YOUR ASSIGNMENT:
Please report every line of the listing below that has the word "KIND" in it.
┌──
/// What a marketplace session and a support session do differently. The
/// flows below ([`open_chat`], [`deliver`]) are written once against it.
#[async_trait]
pub(crate) trait Conversation: Send + Sync {
    type Chat: Keyed + Clone + Send + Sync;
    type Message: Keyed + Clone + Send + Sync;

    /// Log label.
    const KIND: &'static str;
    /// Outbox channel used while offline.
    const CHANNEL: PendingChannel;

    fn state(&self) -> &SessionState<Self::Chat, Self::Message>;
    fn cache(&self) -> &ChatCache;

    fn is_pending(message: &Self::Message) -> bool;
    /// Record `message` as the chat's latest.
    fn bump(chat: &mut Self::Chat, message: &Self::Message);
    fn optimistic(&self, id: &str, chat_id: &str, content: &str) -> Self::Message;
    /// Realtime frame for a live send, tagged with `client_id`.
    fn send_frame(&self, outgoing: &Outgoing<'_>, client_id: &str) -> serde_json::Result<EventFrame>;
    fn join(&self, chat_id: &str);

    async fn list_messages(&self, chat_id: &str) -> Result<Vec<Self::Message>>;
    async fn persist(&self, chat_id: &str, request: &SendMessageRequest) -> Result<Self::Message>;
    async fn cached_messages(&self, chat_id: &str) -> Vec<Self::Message>;
    async fn cache_messages(&self, chat_id: &str, messages: &[Self::Message]);
    async fn cache_chats(&self, chats: &[Self::Chat]);
}

/// Make `chat_id` the active chat: cached messages first, then the
/// server's, then join its realtime room. Messages still in flight survive
/// the swap.
pub(crate) async fn open_chat<S: Conversation>(session: &S, chat_id: &str) -> Result<()> {
    let state = session.state();
    state.begin_loading();
    state.update(|view| {
        if !view.is_active(chat_id) {
            view.messages.clear();
        }
        view.active_chat_id = Some(chat_id.to_string());
        view.sync_active_chat();
    });

    let cached = session.cached_messages(chat_id).await;
    if !cached.is_empty() {
        state.update(|view| {
            if view.is_active(chat_id) {
                view.messages = cached;
                view.is_loading = false;
            }
        });
    }

    let result = async {
        let fetched = state.guard.guarded(session.list_messages(chat_id)).await?;
        state.update(|view| {
            if view.is_active(chat_id) {
                let in_flight: Vec<S::Message> =
                    view.messages.iter().filter(|m| S::is_pending(m)).cloned().collect();
                view.messages = fetched.clone();
                for message in in_flight {
                    push_unique(&mut view.messages, message);
                }
            }
        });
        session.cache_messages(chat_id, &fetched).await;
        session.join(chat_id);
        Ok::<(), AppError>(())
    }
    .await;

    state.settle(result, "Failed to load messages")
}

/// Optimistic append, realtime emit (or outbox when offline), REST persist,
/// in-place swap for the server copy.
pub(crate) async fn deliver<S: Conversation>(session: &S, outgoing: Outgoing<'_>) -> Result<S::Message> {
    let chat_id = outgoing.chat_id;
    let state = session.state();

    // Visible before any I/O. Renamed to the outbox id if the send is queued.
    let draft_id = Uuid::new_v4().to_string();
    let draft = session.optimistic(&draft_id, chat_id, outgoing.content);
    state.update(|view| {
        if view.is_active(chat_id) {
            view.messages.push(draft);
        }
    });

    let client_id = match dispatch(session, &outgoing, &draft_id).await {
        Ok(client_id) => client_id,
        Err(e) => {
            state.update(|view| remove_by_key(&mut view.messages, &draft_id));
            return Err(e);
        }
    };
    if client_id != draft_id {
        let queued = session.optimistic(&client_id, chat_id, outgoing.content);
        state.update(|view| {
            if let Some(slot) = view.messages.iter_mut().find(|m| m.key() == draft_id) {
                *slot = queued;
            }
        });
    }

    let request = SendMessageRequest {
        content: outgoing.content.to_string(),
        client_message_id: Some(client_id.clone()),
    };
    let stored = match state.guard.guarded(session.persist(chat_id, &request)).await {
        Ok(stored) => stored,
        Err(e) => {
            state.update(|view| remove_by_key(&mut view.messages, &client_id));
            return Err(e);
        }
    };

    let mut to_cache = None;
    let mut chats = Vec::new();
    state.update(|view| {
        if view.is_active(chat_id) {
            replace_optimistic(&mut view.messages, &client_id, stored.clone());
            to_cache = Some(confirmed(&view.messages, S::is_pending));
        }
        bump_chat(&mut view.chats, chat_id, |chat| S::bump(chat, &stored));
        view.sync_active_chat();
        chats = view.chats.clone();
    });

    if let Some(messages) = to_cache {
        session.cache_messages(chat_id, &messages).await;
    }
    session.cache_chats(&chats).await;

    debug!(kind = S::KIND, chat_id, message_id = %stored.key(), client_message_id = %client_id, "Message sent");
    Ok(stored)
}

/// Hand the message to the socket, or to the outbox when offline. Returns
/// the id the message travels under: `client_id` when emitted live, the
/// outbox id when queued.
async fn dispatch<S: Conversation>(session: &S, outgoing: &Outgoing<'_>, client_id: &str) -> Result<String> {
    let chat_id = outgoing.chat_id;
    let connection = session.state().guard.connection();
    if connection.is_connected() {
        let emitted = session
            .send_frame(outgoing, client_id)
            .map_err(RealtimeError::from)
            .and_then(|frame| connection.try_emit(&frame.event, frame.data));
        match emitted {
            Ok(()) => return Ok(client_id.to_string()),
            Err(e) => warn!(kind = S::KIND, chat_id, error = %e, "Realtime send failed, queueing message"),
        }
    }

    let pending_id = session
        .cache()
        .store_pending_message(chat_id, outgoing.content, S::CHANNEL)
        .await?;
    info!(kind = S::KIND, chat_id, pending_id = %pending_id, "Message will be sent when connection is restored");
    Ok(pending_id)
}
└──
THE COMPLETED TASK:
    const KIND: &'static str;
    debug!(kind = S::KIND, chat_id, message_id = %stored.key(), client_message_id = %client_id, "Message sent");
            Err(e) => warn!(kind = S::KIND, chat_id, error = %e, "Realtime send failed, queueing message"),
    info!(kind = S::KIND, chat_id, pending_id = %pending_id, "Message will be sent when connection is restored");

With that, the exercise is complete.